= Queens Square, Fremantle =

Square in Fremantle, Western Australia

Queens Square, also known as Queen's Square, is a town square in Fremantle, Western Australia. It is located at the intersection of High Street and Parry Street, both of which bisect the square. The square was originally a single space, but was divided into four sections due to the extensions of High and Parry Streets, completed in 1886. Today Queens Square still functions as a public open space for residents of Fremantle. The square is listed in the City of Fremantle’s Municipal Heritage Inventory, reflecting its cultural and historical significance to the area.

==History==
The square began as an open space on John Septimus Roe's original town plan of Fremantle, drawn in 1883. In 1866, the Fremantle City Council decided that the extension of High Street should proceed through Queens Square, rather than around it. By 1886 Parry Street had also been extended through the square. In February 1896 the council decided to erect fencing at Queens Square, in order to establish a tree nursery there. Tenders were called for in March, and whilst several were received, all were rejected on the grounds that the proposed fences were too tall. After the fencing was installed, it was criticised for reusing old, aesthetically unappealing fences "instead of neat ornamental fences". In March 1903 the council resolved to install a children's playground in one corner of the square, and in May 1906, drinking fountains. In January 1916 the council decided that the gates were to be left open to allow for public access. Three months later, after incidents of vandalism and destruction of plants, notices were installed warning that "any person stealing, pulling, or destroying flowers will be prosecuted".

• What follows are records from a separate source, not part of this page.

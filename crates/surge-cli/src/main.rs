//! # Surge CLI
//!
//! ```bash
//! # Run a built-in workflow locally
//! surge run get --target http://127.0.0.1:8080/ --set vus=50 --set duration=30s
//!
//! # Start a cluster node and replicate a run to every member
//! surge node --id 1 --listen 0.0.0.0:7946 --seed 10.0.0.1:7946 --start mixed
//!
//! # Show what the settings file and SURGE_* variables resolve to
//! surge settings
//! ```
//!
//! Exit codes: 0 clean completion, 1 workflow or settings load error,
//! 2 runtime error, 130 interrupted (partial results are still delivered).

mod demo;
mod settings;

use clap::{Parser, Subcommand, ValueEnum};
use std::path::PathBuf;
use std::process::ExitCode;
use std::sync::Arc;
use std::time::Duration;
use tokio_util::sync::CancellationToken;
use tracing_subscriber::{layer::SubscriberExt, util::SubscriberInitExt, EnvFilter};

use surge_cluster::{ClusterNode, Command as ClusterCommand};
use surge_core::{NodeId, SurgeError, WorkflowOptions};
use surge_engine::{Engine, Registry, RunReport, SinkConfig, SinkDispatcher, Workflow};

use crate::settings::{parse_override, Settings};

const EXIT_OK: u8 = 0;
const EXIT_LOAD: u8 = 1;
const EXIT_RUNTIME: u8 = 2;
const EXIT_INTERRUPTED: u8 = 130;

const STATUS_INTERVAL: Duration = Duration::from_secs(10);

#[derive(Parser)]
#[command(name = "surge")]
#[command(version)]
#[command(about = "Surge - distributed load generation", long_about = None)]
struct Cli {
    #[command(subcommand)]
    command: Commands,

    /// Settings file (TOML); missing files are ignored
    #[arg(short, long, global = true, default_value = "surge.toml", env = "SURGE_CONFIG")]
    config: PathBuf,

    /// Debug logging
    #[arg(short, long, global = true)]
    verbose: bool,

    #[arg(long, global = true, value_enum, default_value_t = LogFormat::Text)]
    log_format: LogFormat,
}

#[derive(Clone, Copy, Debug, ValueEnum)]
enum LogFormat {
    Text,
    Json,
}

#[derive(Subcommand)]
enum Commands {
    /// Run a workflow on this machine
    Run {
        /// Registered workflow name
        workflow: String,

        /// Option override, e.g. `--set vus=50`
        #[arg(short, long = "set", value_parser = parse_override)]
        overrides: Vec<(String, String)>,

        /// Base URL for the built-in workflows
        #[arg(short, long)]
        target: Option<String>,
    },

    /// Join a cluster and run the workflows it agrees on
    Node {
        #[arg(long)]
        id: Option<u64>,

        #[arg(long)]
        listen: Option<String>,

        /// Existing member to join through; repeatable
        #[arg(long = "seed")]
        seeds: Vec<String>,

        /// Replicate a start of this workflow once joined
        #[arg(long)]
        start: Option<String>,

        /// Option override sent along with `--start`
        #[arg(short, long = "set", value_parser = parse_override)]
        overrides: Vec<(String, String)>,

        #[arg(short, long)]
        target: Option<String>,
    },

    /// List workflows, personas and sinks
    List,

    /// Print the effective settings as TOML
    Settings,
}

fn init_logging(verbose: bool, format: LogFormat) {
    let env_filter = if verbose {
        EnvFilter::new("debug")
    } else {
        EnvFilter::try_from_default_env().unwrap_or_else(|_| EnvFilter::new("info"))
    };

    let registry = tracing_subscriber::registry().with(env_filter);
    match format {
        LogFormat::Text => registry
            .with(tracing_subscriber::fmt::layer().with_target(true).with_thread_ids(false))
            .init(),
        LogFormat::Json => registry
            .with(tracing_subscriber::fmt::layer().json().with_current_span(false))
            .init(),
    }
}

#[tokio::main]
async fn main() -> ExitCode {
    let cli = Cli::parse();
    init_logging(cli.verbose, cli.log_format);

    let mut settings = match Settings::load(&cli.config) {
        Ok(settings) => settings,
        Err(e) => {
            tracing::error!(error = %format!("{e:#}"), "cannot load settings");
            return ExitCode::from(EXIT_LOAD);
        }
    };

    let code = match cli.command {
        Commands::Run {
            workflow,
            overrides,
            target,
        } => {
            if let Some(target) = target {
                settings.target = target;
            }
            run_local(settings, &workflow, &overrides).await
        }
        Commands::Node {
            id,
            listen,
            seeds,
            start,
            overrides,
            target,
        } => {
            if let Some(target) = target {
                settings.target = target;
            }
            if let Some(id) = id {
                settings.cluster.node_id = NodeId(id);
            }
            if let Some(listen) = listen {
                settings.cluster.listen = listen;
            }
            settings.cluster.seeds.extend(seeds);
            run_node(settings, start, overrides).await
        }
        Commands::List => list(&settings),
        Commands::Settings => show(&settings),
    };
    ExitCode::from(code)
}

fn list(settings: &Settings) -> u8 {
    let registry = match demo::registry(&settings.target) {
        Ok(registry) => registry,
        Err(e) => {
            tracing::error!(error = %e, "cannot build registry");
            return EXIT_LOAD;
        }
    };
    println!("Workflows: {}", registry.workflow_names().join(", "));
    println!("Personas:  {}", registry.persona_names().join(", "));
    println!("Sinks:     {}", registry.sink_kinds().join(", "));
    EXIT_OK
}

fn show(settings: &Settings) -> u8 {
    match toml::to_string_pretty(settings) {
        Ok(text) => {
            print!("{text}");
            EXIT_OK
        }
        Err(e) => {
            tracing::error!(error = %e, "cannot render settings");
            EXIT_LOAD
        }
    }
}

fn load_workflow(
    registry: &Registry,
    name: &str,
    options: Option<WorkflowOptions>,
    overrides: &[(String, String)],
) -> Result<Workflow, SurgeError> {
    let mut workflow = registry.workflow(name)?;
    if let Some(options) = options {
        workflow = workflow.with_options(options)?;
    }
    workflow.with_overrides(overrides.iter().map(|(k, v)| (k.as_str(), v.as_str())))
}

/// Push a report through freshly built sinks; returns how many sink calls failed
async fn deliver(registry: &Registry, configs: &[SinkConfig], report: &RunReport) -> usize {
    let sinks = match registry.sinks(configs) {
        Ok(sinks) => sinks,
        Err(e) => {
            tracing::error!(sink = e.sink(), error = %e, "cannot build sink");
            return 1;
        }
    };
    let mut dispatcher = SinkDispatcher::new(sinks);
    dispatcher.connect().await;
    let mut errors = dispatcher.deliver(report).await;
    errors.extend(dispatcher.close().await);
    for e in &errors {
        tracing::warn!(sink = e.sink(), error = %e, "sink delivery failed");
    }
    errors.len()
}

async fn run_local(settings: Settings, name: &str, overrides: &[(String, String)]) -> u8 {
    let registry = match demo::registry(&settings.target) {
        Ok(registry) => registry,
        Err(e) => {
            tracing::error!(error = %e, "cannot build registry");
            return EXIT_LOAD;
        }
    };
    let workflow = match load_workflow(&registry, name, settings.options.clone(), overrides) {
        Ok(workflow) => Arc::new(workflow),
        Err(e) => {
            tracing::error!(workflow = name, error = %e, "cannot load workflow");
            return EXIT_LOAD;
        }
    };
    if let Err(e) = registry.sinks(&settings.sinks) {
        tracing::error!(sink = e.sink(), error = %e, "invalid sink settings");
        return EXIT_LOAD;
    }

    let engine = Engine::new(settings.engine.clone(), Arc::new(registry));
    let cancel = CancellationToken::new();
    let interrupt = cancel.clone();
    tokio::spawn(async move {
        if tokio::signal::ctrl_c().await.is_ok() {
            tracing::info!("interrupt received, draining");
            interrupt.cancel();
        }
    });

    let report = match engine.run(workflow, cancel).await {
        Ok(report) => report,
        Err(e) => {
            tracing::error!(workflow = name, error = %e, "run did not start");
            return EXIT_LOAD;
        }
    };
    tracing::info!(
        workflow = name,
        dispatched = report.dispatched,
        total = report.total(),
        failed = report.failed(),
        elapsed = ?report.elapsed,
        "run finished"
    );

    let failures = deliver(engine.registry(), &settings.sinks, &report).await;
    if report.cancelled {
        EXIT_INTERRUPTED
    } else if failures > 0 {
        EXIT_RUNTIME
    } else {
        EXIT_OK
    }
}

async fn run_node(
    settings: Settings,
    start: Option<String>,
    overrides: Vec<(String, String)>,
) -> u8 {
    let registry = match demo::registry(&settings.target) {
        Ok(registry) => registry,
        Err(e) => {
            tracing::error!(error = %e, "cannot build registry");
            return EXIT_LOAD;
        }
    };
    if let Some(name) = &start {
        if let Err(e) = load_workflow(&registry, name, None, &overrides) {
            tracing::error!(workflow = %name, error = %e, "cannot load workflow");
            return EXIT_LOAD;
        }
    }

    let engine = Arc::new(Engine::new(settings.engine.clone(), Arc::new(registry)));
    let node = match ClusterNode::bind(settings.cluster.clone(), engine.clone()).await {
        Ok(node) => node,
        Err(e) => {
            tracing::error!(error = %e, "cannot start cluster node");
            return EXIT_RUNTIME;
        }
    };
    let Some(mut reports) = node.take_reports() else {
        tracing::error!("report channel unavailable");
        return EXIT_RUNTIME;
    };

    if let Some(name) = start {
        let commands = [
            ClusterCommand::Workflow {
                name: name.clone(),
                overrides,
            },
            ClusterCommand::Start { workflow: name },
        ];
        for command in commands {
            if let Err(e) = node.submit(command).await {
                tracing::error!(kind = %e.kind(), error = %e, "cannot replicate command");
                let _ = node.shutdown().await;
                return EXIT_RUNTIME;
            }
        }
    }

    let mut status = tokio::time::interval(STATUS_INTERVAL);
    let mut failures = 0;
    loop {
        tokio::select! {
            _ = tokio::signal::ctrl_c() => {
                tracing::info!("interrupt received, leaving cluster");
                break;
            }
            _ = status.tick() => {
                let s = node.status();
                tracing::info!(
                    node = %s.id,
                    role = %s.role,
                    term = s.term,
                    leader = ?s.leader,
                    commit = s.commit_index,
                    live = node.membership().live_count(),
                    running = ?node.running(),
                    "node status"
                );
            }
            Some(report) = reports.recv() => match report.outcome {
                Ok(run) => failures += deliver(engine.registry(), &settings.sinks, &run).await,
                Err(e) => {
                    tracing::warn!(workflow = %report.workflow, entry = %report.entry, error = %e,
                        "replicated run failed to start");
                    failures += 1;
                }
            },
        }
    }

    if let Err(e) = node.shutdown().await {
        tracing::error!(error = %e, "unclean shutdown");
        return EXIT_RUNTIME;
    }
    if failures > 0 {
        tracing::warn!(failures, "node saw failures");
    }
    EXIT_INTERRUPTED
}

By 1927, Queens Square was not well known, with many Fremantle residents only learning of it due to a musical concert being held there. The removal of the fences at Queens Square, except for the children's playground, was proposed in August 1931, as replacing the "dilapidated" fences would be expensive. However, it was not decided to remove the fences until October 1932, with a 6–8 in concrete wall replacing them. The children's quarter was to have an additional fence. The work was not carried out until February 1933.

==Current usage==

Queens Square is still used as a public open space. It is landscaped with grassed areas and trees, and features paths and seating areas.